Design-Kernel Group Embedding (DKGE) provides several sophisticated weighting mechanisms that allow you to emphasize reliable clusters, incorporate spatial smoothness constraints, or balance contributions from subjects in heterogeneous cohorts. This vignette systematically catalogues the available weighting options and demonstrates how they interact throughout the various stages of fitting, projection, and transport operations.

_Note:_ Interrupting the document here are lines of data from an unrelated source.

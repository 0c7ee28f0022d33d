use std::cmp::Ordering;

use contquery_error::Result;

use super::{BuiltinAggregate, first_arg};
use crate::arrays::datatype::DataType;
use crate::arrays::scalar::ScalarValue;
use crate::catalog::{AggregateDefinition, CombinerDefinition, FunctionDef, StateType};
use crate::functions::aggregate::{AggregateBehavior, TransitionValue};
use crate::functions::documentation::{Category, Documentation};

static MIN_DOC: Documentation = Documentation {
    category: Category::GENERAL_PURPOSE_AGGREGATE,
    description: "Return the minimum non-NULL value seen from input.",
    arguments: &["input"],
    example: None,
};

static MAX_DOC: Documentation = Documentation {
    category: Category::GENERAL_PURPOSE_AGGREGATE,
    description: "Return the maximum non-NULL value seen from input.",
    arguments: &["input"],
    example: None,
};

const MINMAX_TYPES: &[(DataType, &str)] = &[
    (DataType::Int64, "int8"),
    (DataType::Float64, "float8"),
    (DataType::Utf8, "text"),
    (DataType::Timestamp, "timestamp"),
    (DataType::Interval, "interval"),
    (DataType::Boolean, "bool"),
];

pub fn definitions() -> Vec<BuiltinAggregate> {
    let mut defs = Vec::new();
    for (datatype, type_name) in MINMAX_TYPES {
        let variants: [(&str, &str, &'static dyn AggregateBehavior, &'static Documentation); 2] = [
            ("min", "smaller", &Min, &MIN_DOC),
            ("max", "larger", &Max, &MAX_DOC),
        ];
        for (name, func, behavior, doc) in variants {
            // Transition and combine are the same function.
            let func = format!("{type_name}{func}");
            defs.push((
                AggregateDefinition::new(
                    name,
                    vec![datatype.clone()],
                    FunctionDef::strict(func.clone()),
                    StateType::Value(datatype.clone()),
                    behavior,
                )
                .with_doc(doc),
                Some(CombinerDefinition::new(
                    FunctionDef::strict(func),
                    StateType::Value(datatype.clone()),
                )),
            ));
        }
    }
    defs
}

fn keep_if(state: &mut TransitionValue, input: &ScalarValue, replace_when: Ordering) -> Result<()> {
    let current = state.as_datum()?;
    if current.is_null() || input.cmp(current) == replace_when {
        *state = TransitionValue::Datum(input.clone());
    }
    Ok(())
}

#[derive(Debug, Clone, Copy)]
pub struct Min;

impl AggregateBehavior for Min {
    fn transition(&self, state: &mut TransitionValue, args: &[ScalarValue]) -> Result<()> {
        keep_if(state, first_arg(args)?, Ordering::Less)
    }

    fn combine(&self, state: &mut TransitionValue, other: TransitionValue) -> Result<()> {
        keep_if(state, other.as_datum()?, Ordering::Less)
    }
}

#[derive(Debug, Clone, Copy)]
pub struct Max;

impl AggregateBehavior for Max {
    fn transition(&self, state: &mut TransitionValue, args: &[ScalarValue]) -> Result<()> {
        keep_if(state, first_arg(args)?, Ordering::Greater)
    }

    fn combine(&self, state: &mut TransitionValue, other: TransitionValue) -> Result<()> {
        keep_if(state, other.as_datum()?, Ordering::Greater)
    }
}

#[cfg(test)]
mod tests {
    use super::*;

    #[test]
    fn min_max_transition() {
        let mut min = TransitionValue::Datum(ScalarValue::Int64(5));
        let mut max = min.clone();
        for v in [3, 9, 4] {
            Min.transition(&mut min, &[ScalarValue::Int64(v)]).unwrap();
            Max.transition(&mut max, &[ScalarValue::Int64(v)]).unwrap();
        }
        assert_eq!(&ScalarValue::Int64(3), min.as_datum().unwrap());
        assert_eq!(&ScalarValue::Int64(9), max.as_datum().unwrap());

        Max.combine(&mut max, TransitionValue::Datum(ScalarValue::Int64(12)))
            .unwrap();
        assert_eq!(&ScalarValue::Int64(12), max.as_datum().unwrap());
    }
}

Adaptive voxel weighting (preview)
In addition to the subjects × clusters weighting controls showcased
throughout this vignette, DKGE can also rescale individual voxels
adaptively before fold bases are constructed. This adaptive weighting
approach enhances informative brain regions by intelligently combining
sign-invariant priors (such as reliability maps) with training-only
statistics including design-kernel energy or precision measures. This
provides a fold-safe method to sharpen statistical contrasts without
discarding potentially valuable data. The companion Adaptive Voxel Weighting
vignette provides detailed coverage of the
dkge_weights() specification, null-safety validation
checks, and post-hoc weight updates using
dkge_update_weights().
Weighting Landscape
DKGE operates with three distinct yet complementary weighting layers that work together to provide fine-grained control over the analysis:
The first layer consists of spatial weights
(omega), which operate within each individual
subject block before the compressed covariance is accumulated across
subjects. You can supply either vectors (which implement diagonal
weights) or positive semi-definite matrices (which capture full
covariances) when constructing subjects or calling the main
dkge() function.
The second layer involves subject weights
(w_method, w_tau), which rescale
entire subject blocks based on their energy measured in the K-metric.
This layer offers Multiple Factor Analysis style scaling
("mfa_sigma1") and Frobenius-based energy scaling
("energy") schemes, alongside options for manual weight
overrides.
The third layer comprises transport weights
(sizes), which shape the optimal-transport
alignment process when producing consensus maps. This allows you to
respect important spatial characteristics such as cluster surface areas
or voxel densities during the mapping procedure.
The following sections systematically walk through each weighting layer using a carefully constructed simulated dataset.
Example Dataset
To illustrate the behavior of different weighting strategies, we generate a synthetic dataset with three subjects that exhibit varying cluster counts, sizes, and reliability characteristics. This heterogeneity makes the effects of different weighting approaches readily apparent during inspection.
library(dkge)
library(purrr)
set.seed(42)
S <- 3
q <- 4
P <- c(6, 5, 7)
T <- 40
betas <- map(P, ~ matrix(rnorm(q * .x), q, .x))
designs <- map(seq_len(S), function(s) {
X <- matrix(rnorm(T * q), T, q)
qr.Q(qr(X))
})
centroids <- map(P, ~ matrix(runif(.x * 3, min = -20, max = 20), .x, 3))
cluster_sizes <- map(P, ~ sample(10:40, .x, replace = TRUE))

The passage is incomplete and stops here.